自動液滴発生器のタッチスクリーンで液滴を自動生成するには、サンプルプレートの設定をクリックし、サンプルプレート上のサンプルが配置されているカラムを選択します。[OK]をクリックして、自動液滴発生器ドアを開きます。実験に必要なサンプルや液滴生成プレートなど、装置内の各場所にセットし、ドアを閉めます。
タッチスクリーンが緑色に変わり、すべての材料が正しい位置にロードされたことを示したら、プローブ用のオイルを選択し、液滴の生成を開始します。画面に表示されている時間に従って、液滴の生成が完了するのを待ちます。画面に「液滴の準備ができました」と表示されたら、ドアを開けて液滴を含むプレートを取り出し、プレートシーラーを摂氏180度で5秒間使用して、穴の開いたホイルシールでプレートをシールします。
液滴生成から30分以内に、密封された液滴プレートを96ディープウェルサーマルサイクラーに入れます。サンプル量を40マイクロリットルに設定し、蓋の温度を摂氏105度に設定します。次に、PCRは液滴を増幅します。
液滴読み取りの場合、増幅後、サーマルサイクルされた96ウェルプレートを液滴リーダーに移し、液滴リーダーに接続されたコンピューターで付属のソフトウェアを開きます。セットアップ モードから [新規] を選択し、任意のウェルをダブルクリックして [ウェル エディタ] ダイアログ ボックスを開きます。読み取るウェルを選択し、実験を絶対定量、スーパーミックスから液滴デジタルPCRスーパーミックス用プローブに設定します。

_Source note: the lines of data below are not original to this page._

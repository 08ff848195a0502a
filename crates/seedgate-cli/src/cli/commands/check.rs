//! `seedgate check` – print the resolved config and each schedule's state.

use anyhow::Result;
use chrono::Local;
use seedgate_core::config::SeedgateConfig;
use seedgate_core::schedule::WindowState;
use std::path::Path;

pub fn run_check(cfg: &SeedgateConfig, path: &Path) -> Result<()> {
    let units = cfg.units;
    println!("Config: {} (ok)", path.display());
    println!("Upload:   {} - {} {}", cfg.min_upload, cfg.max_upload, units);
    println!("Download: {} - {} {}", cfg.min_download, cfg.max_download, units);

    println!();
    println!("{:<14} {}", "CLIENT", "URL");
    for client in &cfg.clients {
        println!("{:<14} {}", client.kind.as_str(), client.url);
    }

    if !cfg.media_servers.is_empty() {
        println!();
        println!("{:<14} {:<10} {:<10} {}", "MEDIA SERVER", "INTERVAL", "MULTIPLIER", "URL");
        for server in &cfg.media_servers {
            println!(
                "{:<14} {:<10} {:<10} {}",
                server.kind.as_str(),
                format!("{}s", server.update_interval),
                server.bandwidth_multiplier,
                server.url
            );
        }
    }

    let windows = cfg.schedule_windows()?;
    if !windows.is_empty() {
        let now = Local::now();
        println!();
        println!(
            "{:<26} {:<10} {:<10} {:<8} {}",
            "SCHEDULE", "UPLOAD", "DOWNLOAD", "STATE", "NEXT CHANGE"
        );
        for window in &windows {
            let decision = window.decide(&now)?;
            let state = match decision.state {
                WindowState::InsideWindow => "active",
                WindowState::OutsideWindow => "idle",
            };
            let reduction = window.reduction();
            println!(
                "{:<26} {:<10} {:<10} {:<8} {}",
                window.label(),
                format!("-{}", reduction.upload),
                format!("-{}", reduction.download),
                state,
                decision.wake_at().format("%a %Y-%m-%d %H:%M")
            );
        }
    }

    Ok(())
}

1 つのタイプをチャネル 1 不明にターゲットにし、2 つのタイプをチャネル 2 不明にターゲットにします。プレートレイアウトに基づいてサンプル名を割り当て、[適用]と[OK]をクリックします。テンプレートを保存したら、[実行] をクリックします。

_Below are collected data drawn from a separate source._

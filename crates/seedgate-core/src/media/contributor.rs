//! Periodic poller turning a media server's stream bandwidth into an upload
//! reduction.

use std::sync::{Arc, Mutex};
use std::time::Duration;
use tokio::time::MissedTickBehavior;
use tokio_util::sync::CancellationToken;

use super::BandwidthProvider;
use crate::aggregate::{Contribution, ContributorId, ReductionAggregate};
use crate::units::{convert, Unit};

pub struct BandwidthContributor<P: BandwidthProvider + 'static> {
    id: ContributorId,
    provider: Arc<Mutex<P>>,
    multiplier: f64,
    units: Unit,
    interval: Duration,
    aggregate: Arc<ReductionAggregate>,
}

impl<P: BandwidthProvider + 'static> BandwidthContributor<P> {
    /// Registers an explicit zero for the provider so an idle first poll does
    /// not trigger a recompute.
    pub fn new(
        provider: P,
        multiplier: f64,
        units: Unit,
        interval: Duration,
        aggregate: Arc<ReductionAggregate>,
    ) -> Self {
        let id = ContributorId::new(provider.label());
        aggregate.register(&id);
        Self {
            id,
            provider: Arc::new(Mutex::new(provider)),
            multiplier,
            units,
            interval,
            aggregate,
        }
    }

    pub fn id(&self) -> &ContributorId {
        &self.id
    }

    /// Reduction (configured units) for a measured bandwidth in bits/s.
    pub fn reduction_for(&self, bits_per_sec: u64) -> f64 {
        convert(bits_per_sec as f64 * self.multiplier, Unit::Bit, self.units)
    }

    /// Poll once. Returns whether the aggregate changed. A failed poll is
    /// logged and leaves the previous contribution in place.
    pub async fn tick(&self) -> bool {
        let provider = Arc::clone(&self.provider);
        let polled = tokio::task::spawn_blocking(move || {
            let mut provider = provider.lock().expect("provider lock poisoned");
            provider.get_bandwidth()
        })
        .await;

        let bits = match polled {
            Ok(Ok(bits)) => bits,
            Ok(Err(e)) => {
                tracing::error!(contributor = %self.id, "failed to get bandwidth: {}", e);
                return false;
            }
            Err(e) => {
                tracing::error!(contributor = %self.id, "bandwidth poll task failed: {}", e);
                return false;
            }
        };

        let reduction = self.reduction_for(bits);
        let changed = self
            .aggregate
            .set(&self.id, Contribution::upload_only(reduction));
        if changed {
            tracing::info!(
                contributor = %self.id,
                "stream bandwidth {} bit/s, reserving {} {}",
                bits,
                reduction,
                self.units
            );
        }
        changed
    }

    /// Poll every `interval` until `cancel` fires.
    pub async fn run(self, cancel: CancellationToken) {
        let mut ticker = tokio::time::interval(self.interval);
        ticker.set_missed_tick_behavior(MissedTickBehavior::Delay);
        loop {
            tokio::select! {
                _ = cancel.cancelled() => break,
                _ = ticker.tick() => {
                    // Dropping an in-flight poll leaves it to finish on the
                    // blocking pool.
                    tokio::select! {
                        _ = cancel.cancelled() => break,
                        _ = self.tick() => {}
                    }
                }
            }
        }
        tracing::debug!(contributor = %self.id, "bandwidth contributor stopped");
    }
}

ソフトウェアによってプロンプトが表示されたら、FAM / HEXカラーを選択します。データ収集の最後に、リーダーからプレートを取り外します。データを解析する前に、すべてのウェルのデータをチェックして、液滴の総数を取得します。
そして、陽性または陰性の結果としてカウントされる液滴の最小数を受け入れるようにカットオフを設定します。シンプレックスおよびデュプレックスアッセイ解析の場合は、解析するQLPファイルをダブルクリックし、解析を選択します。1D振幅および2D振幅閾値ツールを使用して、ノードテンプレートコントロールとポジティブコントロールサンプルをガイドとして使用して、正しいチャネル内の各ウェルの正液滴と負液滴を区別します。

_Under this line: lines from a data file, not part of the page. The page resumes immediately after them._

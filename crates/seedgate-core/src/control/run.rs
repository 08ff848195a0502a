//! The control loop: wait for the update signal, recompute targets from the
//! whole aggregate, push limits to every client.

use std::sync::{Arc, Mutex};
use std::time::Duration;
use tokio_util::sync::CancellationToken;

use super::allocate::{allocate, ClientAllocation, SpeedBounds, SpeedTarget};
use crate::aggregate::{ReductionAggregate, ReductionTotals};
use crate::clients::TorrentClient;
use crate::units::Unit;

/// How long one wait on the signal lasts before checking for shutdown.
pub const SIGNAL_WAIT: Duration = Duration::from_millis(200);

pub type SharedClients = Arc<Mutex<Vec<Box<dyn TorrentClient>>>>;

/// What happened to one client during a cycle.
#[derive(Debug, Clone, PartialEq)]
pub struct ClientOutcome {
    pub label: String,
    /// `None` when the count query failed and the client was skipped.
    pub active: Option<u32>,
    pub limits: Option<ClientAllocation>,
    pub errors: Vec<String>,
}

impl ClientOutcome {
    pub fn is_ok(&self) -> bool {
        self.errors.is_empty()
    }
}

/// Result of one control cycle.
#[derive(Debug, Clone, PartialEq)]
pub struct CycleReport {
    pub totals: ReductionTotals,
    pub target: SpeedTarget,
    pub outcomes: Vec<ClientOutcome>,
}

#[derive(Clone)]
pub struct ControlLoop {
    aggregate: Arc<ReductionAggregate>,
    upload: SpeedBounds,
    download: SpeedBounds,
    units: Unit,
    clients: SharedClients,
}

impl ControlLoop {
    pub fn new(
        aggregate: Arc<ReductionAggregate>,
        upload: SpeedBounds,
        download: SpeedBounds,
        units: Unit,
        clients: Vec<Box<dyn TorrentClient>>,
    ) -> Self {
        Self {
            aggregate,
            upload,
            download,
            units,
            clients: Arc::new(Mutex::new(clients)),
        }
    }

    pub fn target_for(&self, totals: ReductionTotals) -> SpeedTarget {
        SpeedTarget {
            upload: self.upload.target(totals.upload),
            download: self.download.target(totals.download),
        }
    }

    /// Run one cycle. Blocks on client I/O.
    ///
    /// A client whose count query fails is skipped and left out of the
    /// total active count. A failed limit update is recorded and does not
    /// stop the other clients.
    pub fn apply_cycle(&self) -> CycleReport {
        let totals = self.aggregate.snapshot_total();
        let target = self.target_for(totals);
        tracing::info!(
            "reductions upload {} / download {}, new targets upload {}{} / download {}{}",
            totals.upload,
            totals.download,
            target.upload,
            self.units,
            target.download,
            self.units
        );

        let mut clients = self.clients.lock().expect("client list lock poisoned");
        let mut outcomes: Vec<ClientOutcome> = Vec::with_capacity(clients.len());
        let mut counted: Vec<usize> = Vec::new();
        let mut counts: Vec<u32> = Vec::new();

        for (i, client) in clients.iter_mut().enumerate() {
            let label = client.label().to_string();
            match client.active_session_count() {
                Ok(active) => {
                    tracing::debug!(client = %label, "{} active torrents", active);
                    counted.push(i);
                    counts.push(active);
                    outcomes.push(ClientOutcome {
                        label,
                        active: Some(active),
                        limits: None,
                        errors: Vec::new(),
                    });
                }
                Err(e) => {
                    tracing::warn!(
                        client = %label,
                        "failed to get active torrents, skipping: {}",
                        e
                    );
                    outcomes.push(ClientOutcome {
                        label,
                        active: None,
                        limits: None,
                        errors: vec![e.to_string()],
                    });
                }
            }
        }

        for (&i, limits) in counted.iter().zip(allocate(target, &counts)) {
            let client = &mut clients[i];
            let outcome = &mut outcomes[i];
            if let Err(e) = client.set_upload_limit(limits.upload) {
                tracing::warn!(client = %outcome.label, "failed to set upload limit: {}", e);
                outcome.errors.push(e.to_string());
            }
            if let Err(e) = client.set_download_limit(limits.download) {
                tracing::warn!(client = %outcome.label, "failed to set download limit: {}", e);
                outcome.errors.push(e.to_string());
            }
            if outcome.is_ok() {
                tracing::info!(
                    client = %outcome.label,
                    "set upload {}{} / download {}{}",
                    limits.upload,
                    self.units,
                    limits.download,
                    self.units
                );
            }
            outcome.limits = Some(limits);
        }

        CycleReport {
            totals,
            target,
            outcomes,
        }
    }

    /// Wait for updates and apply them until `cancel` fires.
    pub async fn run(self, cancel: CancellationToken) {
        let signal = Arc::clone(self.aggregate.signal());
        loop {
            let raised = tokio::select! {
                _ = cancel.cancelled() => break,
                raised = signal.await_and_consume(SIGNAL_WAIT) => raised,
            };
            if !raised {
                continue;
            }

            tracing::debug!("update signal raised");
            let cycle = self.clone();
            let handle = tokio::task::spawn_blocking(move || cycle.apply_cycle());
            // An in-flight cycle is left to finish on the blocking pool.
            tokio::select! {
                _ = cancel.cancelled() => break,
                joined = handle => {
                    if let Err(e) = joined {
                        tracing::error!("control cycle panicked: {}", e);
                    }
                }
            }
        }
        tracing::debug!("control loop stopped");
    }
}
//! Speed control: target computation, proportional split and the loop that
//! pushes limits to the torrent clients.

mod allocate;
mod run;

pub use allocate::{allocate, split_target, ClientAllocation, SpeedBounds, SpeedTarget};
pub use run::{ClientOutcome, ControlLoop, CycleReport, SharedClients, SIGNAL_WAIT};
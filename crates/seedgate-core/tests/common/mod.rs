#![allow(dead_code)]

pub mod mock_http;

次に、追加の分析のために結果を CSV ファイルとしてエクスポートします。トリプレックスプローブミックスアッセイの場合は、QLPファイルを開き、プレートエディタータブで分析するウェルを選択します。実験タイプをダイレクト定量に設定し、アッセイをプローブミックストリプレックスに設定し、ターゲット名を入力します。
次に、[適用] をクリックします。グラフツールを使用して、クラスターウィンドウの選択ポップアップの提案の指示に従って、異なるターゲットクラスターに特定の色を割り当てます。すべてのターゲットカラーが割り当てられると、定量データがウェルデータウィンドウに表示されます。
ダウンストリーム分析用にデータを CSV ファイルとしてエクスポートします。四重鎖アッセイの場合は、実験タイプを直接定量に設定し、アッセイを振幅マルチプレックスに設定します。ターゲット名を入力し、[適用] をクリックします。
グラフツールを使用して、クラスターウィンドウの選択ポップアップの提案の指示に従って、異なるターゲットクラスターに特定の色を割り当てます。すべてのターゲットカラーが割り当てられると、定量データがウェルデータウィンドウに表示されます。追加の分析のために、データを CSV ファイルとしてエクスポートします。
この代表的な温度勾配分析で観察されたように、デュプレックスアッセイを実行したときに、より高いニーリング温度は正の液滴と負の液滴を明確に区別することができませんでした。しかしながら、ひざまずく温度の低下と共に、正および負の液滴の間の最適な分離が達成された。2色のRT液滴デジタルPCR検出システムを使用すると、1つのサンプル内で1つ、2つ、3つ、および4つのSARS-CoV-2ターゲットを検出することができます。
テンプレートなしの対照サンプルを使用して陰性の液滴を見つけ、シンプレックスアッセイで負の閾値を設定するのに役立ちます。二重鎖アッセイでは、分析は個々のチャンネルまたは2D振幅で実行できます。高次マルチプレックスアッセイのデータ解析は簡単ではありませんが、トリプレックスプローブミックスアッセイでは最大8つの液滴クラスターを、四重振幅ベースのアッセイでは最大16の液滴クラスターを評価できるため、これらのアッセイは有用です。
開発するアッセイに応じて、正しいターゲットプライマーとプローブの濃度がマスターミックスに追加されていることを確認してください。この手順を使用して、新しいRT-ddPCRアッセイを開発するためにターゲットを交互にすることができます。このアッセイは、さまざまな研究目的や新興感染症の診断に使用できます。
開発以来、この技術は、さまざまな標準、人体、および環境サンプル中のウイルス核酸コピーの正確な測定に使用されてきました。